Bill listened with growing astonishment as she spoke of You-Know-Who fighting to free the oppressed for the sake of gaining allies, of Harry Potter convincing the man to do more than the bare minimum, of the way Fleur had been dragged further into the Dark Lord's schemes during a ball held at the Malfoys… They had been on opposite sides without Bills's knowledge all this time, Fleur printing a twisted version of the truth at times to leave You-Know-Who's enemies in the dark – although the covered news had been aimed at fooling the Ministry more than confusing Dumbledore. Her voice was exceptionally hoarse when her shocking tale was finished.
''All I spoke of will be present at zis… celebration,'' she replied when he asked about the amount she'd revealed. He'd not yet told Fleur of his own encounter with You-Know-Who in return, hadn't breathed a word about knowing of Harry's or Black's true allegiances. In spite of that, his girlfriend had not held back about their involvement. ''I want you to be prepared. More zan I was when a reporter dropped his mask in the living room of my parents' house and turned out to be a fearsome Dark Lord who slit a man's throat right zen and zere at ze behest of a Vampire. More zan I was too when encountering whom I had believed to be another serial killer at that Ball. Sirius Black was innocent, did you know?''
Bill shifted uncomfortably. Deep down, resentment rose at such important matters having been kept from him for so long. Was that a reasonable feeling, however, when his own involvement with the Order of the Phoenix had been a secret he'd not been ready to share so far either until an unknown point at which he would feel ready?

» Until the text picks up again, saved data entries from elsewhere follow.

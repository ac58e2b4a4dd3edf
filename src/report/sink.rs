//! Serialization of a [`WorkbookLayout`] into an `.xlsx` file.

use super::layout::{CellValue, SheetLayout, WorkbookLayout};
use super::styles::{BorderWeight, CellStyle, HorizontalAlign, VerticalAlign};
use rust_xlsxwriter::{
    Color, Format, FormatAlign, FormatBorder, FormatPattern, Image, Workbook, Worksheet,
    XlsxError,
};
use std::path::{Path, PathBuf};
use thiserror::Error;

#[derive(Debug, Error)]
pub enum SinkError {
    #[error("failed to build sheet '{sheet}': {source}")]
    Sheet {
        sheet: String,
        #[source]
        source: XlsxError,
    },

    #[error("failed to write workbook to {path}: {source}")]
    Write {
        path: PathBuf,
        #[source]
        source: XlsxError,
    },
}

/// Anything that can persist a workbook layout
pub trait WorkbookSink {
    fn save(&self, workbook: &WorkbookLayout, path: &Path) -> Result<(), SinkError>;
}

#[derive(Debug, Clone, Copy, Default)]
pub struct XlsxSink;

impl WorkbookSink for XlsxSink {
    fn save(&self, layout: &WorkbookLayout, path: &Path) -> Result<(), SinkError> {
        let mut workbook = Workbook::new();

        for sheet in &layout.sheets {
            let worksheet = workbook.add_worksheet();
            write_sheet(worksheet, sheet).map_err(|source| SinkError::Sheet {
                sheet: sheet.name.clone(),
                source,
            })?;
        }

        workbook.save(path).map_err(|source| SinkError::Write {
            path: path.to_path_buf(),
            source,
        })
    }
}

fn write_sheet(worksheet: &mut Worksheet, sheet: &SheetLayout) -> Result<(), XlsxError> {
    worksheet.set_name(&sheet.name)?;

    for (col, column) in sheet.columns.iter().enumerate() {
        worksheet.set_column_width(col as u16, column.width)?;
    }

    for (row_num, row) in sheet.rows.iter().enumerate() {
        let row_num = row_num as u32;
        for (col, cell) in row.cells.iter().enumerate() {
            write_value(worksheet, row_num, col as u16, &cell.value, &to_format(&cell.style))?;
        }
        if let Some(height) = row.height {
            worksheet.set_row_height(row_num, height)?;
        }
    }

    for merge in &sheet.merges {
        let label = cell_text(sheet, merge.first_row, merge.col);
        let format = to_format(&merge.style);

        if merge.is_single_cell() {
            worksheet.write_string_with_format(merge.first_row, merge.col, label, &format)?;
            continue;
        }

        worksheet.merge_range(
            merge.first_row,
            merge.col,
            merge.last_row,
            merge.col,
            label,
            &format,
        )?;

        // Keep the per-row values underneath the merged block
        for row_num in merge.first_row + 1..=merge.last_row {
            if let Some(cell) = sheet
                .rows
                .get(row_num as usize)
                .and_then(|r| r.cells.get(merge.col as usize))
            {
                write_value(worksheet, row_num, merge.col, &cell.value, &to_format(&cell.style))?;
            }
        }
    }

    for anchor in &sheet.images {
        let image = match Image::new_from_buffer(&anchor.png) {
            Ok(image) => image.set_scale_to_size(
                anchor.width as f64,
                anchor.height as f64,
                false,
            ),
            Err(e) => {
                log::error!(
                    "Skipping screenshot for row {} in '{}': {}",
                    anchor.row,
                    sheet.name,
                    e
                );
                continue;
            }
        };
        worksheet.insert_image(anchor.row, anchor.col, &image)?;
    }

    if sheet.frozen_rows > 0 {
        worksheet.set_freeze_panes(sheet.frozen_rows, 0)?;
    }

    Ok(())
}

fn cell_text(sheet: &SheetLayout, row: u32, col: u16) -> &str {
    sheet
        .rows
        .get(row as usize)
        .and_then(|r| r.cells.get(col as usize))
        .and_then(|c| c.as_text())
        .unwrap_or("")
}

fn write_value(
    worksheet: &mut Worksheet,
    row: u32,
    col: u16,
    value: &CellValue,
    format: &Format,
) -> Result<(), XlsxError> {
    match value {
        CellValue::Text(s) => worksheet.write_string_with_format(row, col, s, format)?,
        CellValue::Number(n) => worksheet.write_number_with_format(row, col, *n, format)?,
        CellValue::Blank => worksheet.write_blank(row, col, format)?,
    };
    Ok(())
}

pub fn to_format(style: &CellStyle) -> Format {
    let mut format = Format::new();

    if let Some(name) = style.font_name {
        format = format.set_font_name(name);
    }
    if style.bold == Some(true) {
        format = format.set_bold();
    }
    if let Some(color) = style.font_color {
        format = format.set_font_color(Color::RGB(color));
    }
    if let Some(fill) = style.fill {
        format = format
            .set_pattern(FormatPattern::Solid)
            .set_background_color(Color::RGB(fill));
    }
    if let Some(border) = style.border {
        let weight = match border.weight {
            BorderWeight::Thin => FormatBorder::Thin,
            BorderWeight::Medium => FormatBorder::Medium,
        };
        format = format
            .set_border(weight)
            .set_border_color(Color::RGB(border.color));
    }
    if let Some(align) = style.horizontal {
        format = format.set_align(match align {
            HorizontalAlign::Center => FormatAlign::Center,
        });
    }
    if let Some(align) = style.vertical {
        format = format.set_align(match align {
            VerticalAlign::Middle => FormatAlign::VerticalCenter,
        });
    }
    if style.wrap_text == Some(true) {
        format = format.set_text_wrap();
    }

    format
}

#[cfg(test)]
mod tests {
    use super::*;
    use crate::report::layout::{Cell, Column, MergeRange, Row};
    use crate::report::styles::{StyleName, StyleRegistry};

    fn sheet_with_merge(first_row: u32, last_row: u32) -> SheetLayout {
        let styles = StyleRegistry::new();
        let cell_style = *styles.get(StyleName::BorderedCell);
        let mut sheet = SheetLayout::new(
            "Test Results",
            vec![Column {
                header: "Suite Name".to_string(),
                width: 25.0,
            }],
        );
        sheet.rows.push(Row {
            cells: vec![Cell::text("Suite Name", *styles.get(StyleName::Header))],
            height: None,
        });
        for _ in 0..3 {
            sheet.rows.push(Row {
                cells: vec![Cell::text("A", cell_style)],
                height: Some(20.0),
            });
        }
        sheet.merges.push(MergeRange {
            first_row,
            last_row,
            col: 0,
            style: *styles.get(StyleName::SuiteLabel),
        });
        sheet.frozen_rows = 1;
        sheet
    }

    #[test]
    fn test_writes_multi_and_single_row_blocks() {
        let dir = tempfile::tempdir().unwrap();
        for (first, last) in [(1, 3), (2, 2)] {
            let path = dir.path().join(format!("merge-{}-{}.xlsx", first, last));
            let layout = WorkbookLayout {
                sheets: vec![sheet_with_merge(first, last)],
            };
            XlsxSink.save(&layout, &path).unwrap();
            assert!(std::fs::metadata(&path).unwrap().len() > 0);
        }
    }

    #[test]
    fn test_write_failure_is_typed() {
        let dir = tempfile::tempdir().unwrap();
        let path = dir.path().join("missing-dir").join("report.xlsx");
        let layout = WorkbookLayout {
            sheets: vec![sheet_with_merge(1, 3)],
        };
        assert!(matches!(
            XlsxSink.save(&layout, &path),
            Err(SinkError::Write { .. })
        ));
    }
}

To think about that question, he did what his parents had always done when tempers flared up over one thing or the other: make tea.
A few steaming cups had a wonderfully calming effect on the nagging worry in his stomach and the doubts that had wormed into his head. It enabled rational thought: they'd bonded over work, a love for travelling and exploring other cultures, not over any proclamations of standing behind political organisations of any kind. Of course, whenever their worldviews had come up in conversation, those only marginally differed, but that he'd believed this to mean she could never be affiliated to the side he'd been fighting was not exactly her fault, was it? In fact, Fleur was adamant that her most important goal, rallying for equal rights of humans and non-humans alike, did not at all clash with the job she'd been ordered to take by You-Know-Who.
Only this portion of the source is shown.